• _WORK ITEM_:
Please return the lines below verbatim, beginning at the one that has "use crate::config::LoggingConfig;" and stopping after the one that has "pub fn init_tracing(config: &LoggingConfig)", and add no other lines.

[Collected data]

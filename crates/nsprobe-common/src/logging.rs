//! ---
//! nsp_section: "01-core-functionality"
//! nsp_subsection: "module"
//! nsp_type: "source"
//! nsp_scope: "code"
//! nsp_description: "Shared primitives and utilities for the probe harness."
//! nsp_version: "v0.1.0"
//! nsp_owner: "tbd"
//! ---
//! Tracing setup for harness runs: a console layer on stderr plus a daily
//! rolling JSON file.

use anyhow::Result;
use once_cell::sync::OnceCell;
use serde::{Deserialize, Serialize};
use tracing::{info, Subscriber};
use tracing_appender::non_blocking::{NonBlocking, WorkerGuard};
use tracing_appender::rolling::daily;
use tracing_subscriber::filter::EnvFilter;
use tracing_subscriber::fmt;
use tracing_subscriber::layer::{Layer, SubscriberExt};
use tracing_subscriber::registry::LookupSpan;
use tracing_subscriber::util::SubscriberInitExt;

use crate::config::LoggingConfig;

const LOG_ENV: &str = "NSPROBE_LOG";
const DEFAULT_FILE_PREFIX: &str = "nsprobe";

/// Flush guards for the non-blocking writers, held for the process lifetime.
static WRITER_GUARDS: OnceCell<[WorkerGuard; 2]> = OnceCell::new();

/// Console output style.
#[derive(Debug, Clone, Copy, Serialize, Deserialize, PartialEq, Eq, Default)]
#[serde(rename_all = "kebab-case")]
pub enum LogFormat {
    #[default]
    StructuredJson,
    Pretty,
}

/// Filter taken from `NSPROBE_LOG`, then `RUST_LOG`, falling back to `info`.
///
/// An unparsable `NSPROBE_LOG` is reported on stderr and ignored.
pub fn env_filter() -> EnvFilter {
    if let Ok(directive) = std::env::var(LOG_ENV) {
        match EnvFilter::try_new(&directive) {
            Ok(filter) => return filter,
            Err(err) => eprintln!("ignoring {LOG_ENV}={directive:?}: {err}"),
        }
    }
    EnvFilter::try_from_default_env().unwrap_or_else(|_| EnvFilter::new("info"))
}

fn console_layer<S>(format: LogFormat, writer: NonBlocking) -> Box<dyn Layer<S> + Send + Sync>
where
    S: Subscriber + for<'span> LookupSpan<'span>,
{
    let layer = fmt::layer()
        .with_thread_names(true)
        .with_timer(fmt::time::UtcTime::rfc_3339())
        .with_writer(writer);
    match format {
        LogFormat::StructuredJson => layer.with_target(false).json().boxed(),
        LogFormat::Pretty => layer.boxed(),
    }
}

/// Install the global subscriber described by `config`.
///
/// The log directory is created when missing. A subscriber installed earlier
/// wins; the call then only prepares the directory.
pub fn init_tracing(config: &LoggingConfig) -> Result<()> {
    std::fs::create_dir_all(&config.directory)?;
    let prefix = config.file_prefix.as_deref().unwrap_or(DEFAULT_FILE_PREFIX);

    let (file_writer, file_guard) =
        tracing_appender::non_blocking(daily(&config.directory, format!("{prefix}.log")));
    let (console_writer, console_guard) = tracing_appender::non_blocking(std::io::stderr());

    let installed = tracing_subscriber::registry()
        .with(env_filter())
        .with(console_layer(config.format, console_writer))
        .with(
            fmt::layer()
                .with_thread_names(true)
                .with_timer(fmt::time::UtcTime::rfc_3339())
                .json()
                .with_writer(file_writer),
        )
        .try_init()
        .is_ok();

    if installed {
        let _ = WRITER_GUARDS.set([file_guard, console_guard]);
        info!(
            log_dir = %config.directory.display(),
            file_prefix = prefix,
            format = ?config.format,
            "tracing initialised"
        );
    }
    Ok(())
}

• _RESULT_:
use crate::config::LoggingConfig;

const LOG_ENV: &str = "NSPROBE_LOG";
const DEFAULT_FILE_PREFIX: &str = "nsprobe";

/// Flush guards for the non-blocking writers, held for the process lifetime.
static WRITER_GUARDS: OnceCell<[WorkerGuard; 2]> = OnceCell::new();

/// Console output style.
#[derive(Debug, Clone, Copy, Serialize, Deserialize, PartialEq, Eq, Default)]
#[serde(rename_all = "kebab-case")]
pub enum LogFormat {
    #[default]
    StructuredJson,
    Pretty,
}

/// Filter taken from `NSPROBE_LOG`, then `RUST_LOG`, falling back to `info`.
///
/// An unparsable `NSPROBE_LOG` is reported on stderr and ignored.
pub fn env_filter() -> EnvFilter {
    if let Ok(directive) = std::env::var(LOG_ENV) {
        match EnvFilter::try_new(&directive) {
            Ok(filter) => return filter,
            Err(err) => eprintln!("ignoring {LOG_ENV}={directive:?}: {err}"),
        }
    }
    EnvFilter::try_from_default_env().unwrap_or_else(|_| EnvFilter::new("info"))
}

fn console_layer<S>(format: LogFormat, writer: NonBlocking) -> Box<dyn Layer<S> + Send + Sync>
where
    S: Subscriber + for<'span> LookupSpan<'span>,
{
    let layer = fmt::layer()
        .with_thread_names(true)
        .with_timer(fmt::time::UtcTime::rfc_3339())
        .with_writer(writer);
    match format {
        LogFormat::StructuredJson => layer.with_target(false).json().boxed(),
        LogFormat::Pretty => layer.boxed(),
    }
}

/// Install the global subscriber described by `config`.
///
/// The log directory is created when missing. A subscriber installed earlier
/// wins; the call then only prepares the directory.
pub fn init_tracing(config: &LoggingConfig) -> Result<()> {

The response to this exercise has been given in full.